Friday, October 1, 2010

Simple Courage

The work day started at 3:30 this morning with my work phone exploding.  By the time I got off the phone and dressed, and made my way into the hallway of offices at 6 a.m. the defeat had already settled. It is a unique relationship, being the only woman in a hallway of men who have only known the manufacturing world, grease, machines and manual labor.  Defeat had leveled the playing field. Those gentle men who towered over my short body now appeared to be my height. 

As I started my computer one of the guys came in and literally fell into a chair.  I turned and one look at his face told me all I needed to know. I walked over to him and held out my hand. He stood up and I hooked my arm in his and made him do the Dosey Doe dance with me in a tight circle. When we stopped our dance, in my most authoritative voice, I gathered the others and my faithful beach ball. I tossed it in the air and used my head to send it flying to one of the guys who immediately turned red when he jumped, “like a girl”. Game on. Opening my desk drawer I brought out a toy that played the Star Wars Darth Vader Theme Song. For the next fifteen minutes we played soccer and beach ball hackey sack in my office and in the hallway to the blaring of the Evil Empire’s Anthem. With each bounce, each slam dunk, each rebound against the wall and each bellowed “do over” I watched mighty oaks break forth from acorns and reach for the sun.

When all slowly dispersed, I sat at my desk, sipping my coffee and staring at rows and rows of Excel lines, rows, columns and squiggly things called numbers. No, I wasn’t seeing the data, I was listening to laughter, to men talking about “manly stuff” and, I was listening to the sound of courage. No, nothing about the reason for defeat had changed. No the phones and emails did not stop, in fact their intense fury increased. The only difference was they had the courage to face it and figure it out. If they could not succeed, well, at least they didn’t surrender.

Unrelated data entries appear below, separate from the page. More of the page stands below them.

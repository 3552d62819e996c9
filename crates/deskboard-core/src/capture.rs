//! Scoped pointer capture.
//!
//! While a drag or resize is active the shell listens for pointer moves and
//! releases on the whole input surface, not just on the widget. A
//! [`PointerCapture`] represents that registration: it attaches on creation
//! and detaches when dropped, so every way out of an interaction releases it.

use crate::widget::WidgetId;
use std::fmt;
use std::sync::Arc;
use std::sync::atomic::{AtomicUsize, Ordering};

/// Something that can route global pointer events to the canvas.
pub trait CaptureSurface: Send + Sync + fmt::Debug {
    /// Start delivering global move/up events on behalf of `owner`.
    fn attach(&self, owner: &WidgetId);
    /// Stop delivering them.
    fn detach(&self, owner: &WidgetId);
}

/// Live pointer capture; detaches from its surface on drop.
#[derive(Debug)]
pub struct PointerCapture {
    surface: Arc<dyn CaptureSurface>,
    owner: WidgetId,
}

impl PointerCapture {
    pub fn acquire(surface: Arc<dyn CaptureSurface>, owner: WidgetId) -> Self {
        surface.attach(&owner);
        log::trace!("pointer capture attached for {}", owner);
        Self { surface, owner }
    }

    pub fn owner(&self) -> &WidgetId {
        &self.owner
    }
}

impl Drop for PointerCapture {
    fn drop(&mut self) {
        self.surface.detach(&self.owner);
        log::trace!("pointer capture released for {}", self.owner);
    }
}

/// Capture surface that only counts registrations.
///
/// The desktop shell polls [`CaptureCounter::is_active`] each frame to decide
/// whether to forward pointer motion outside widget bounds.
#[derive(Debug, Default)]
pub struct CaptureCounter {
    active: AtomicUsize,
    acquired_total: AtomicUsize,
}

impl CaptureCounter {
    pub fn new() -> Self {
        Self::default()
    }

    /// Number of captures currently held.
    pub fn active(&self) -> usize {
        self.active.load(Ordering::SeqCst)
    }

    pub fn is_active(&self) -> bool {
        self.active() > 0
    }

    /// Number of captures ever acquired.
    pub fn acquired_total(&self) -> usize {
        self.acquired_total.load(Ordering::SeqCst)
    }
}

impl CaptureSurface for CaptureCounter {
    fn attach(&self, _owner: &WidgetId) {
        self.active.fetch_add(1, Ordering::SeqCst);
        self.acquired_total.fetch_add(1, Ordering::SeqCst);
    }

    fn detach(&self, _owner: &WidgetId) {
        // Saturates at zero.
        let _ = self
            .active
            .fetch_update(Ordering::SeqCst, Ordering::SeqCst, |n| n.checked_sub(1));
    }
}

#[cfg(test)]
mod tests {
    use super::*;

    #[test]
    fn test_capture_released_on_drop() {
        let counter = Arc::new(CaptureCounter::new());
        {
            let _capture = PointerCapture::acquire(counter.clone(), WidgetId::from("todo-1"));
            assert_eq!(counter.active(), 1);
        }
        assert_eq!(counter.active(), 0);
        assert_eq!(counter.acquired_total(), 1);
    }

    #[test]
    fn test_detach_saturates() {
        let counter = CaptureCounter::new();
        counter.detach(&WidgetId::from("x"));
        assert_eq!(counter.active(), 0);
    }
}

Yes, the butterfly has to flap her wings; we have to act to make the “magic” happen. Sometimes though, we need to stop flapping and notice our surroundings. We need to see those who maybe are a bit timid, dare not believe, are not allowed to believe, or theirs is the only voice trying to believe and is overshadowed by the fear of those around them.  It takes courage to flap our wings. It takes courage to believe. And, like love, courage reserved or held within does nothing but atrophy. Sometimes, instead of flapping, maybe we need to make sure we are also lifting, reaching, touching and aware of others.  To pause in our busy lives and our own excitement of flapping to do a wing count and notice those who cannot. That is the real courage, the real magic. And the beauty of the magic is that it can be as easy as a simple hello. Now that’s a butterfly effect. That is Hope’s Breath.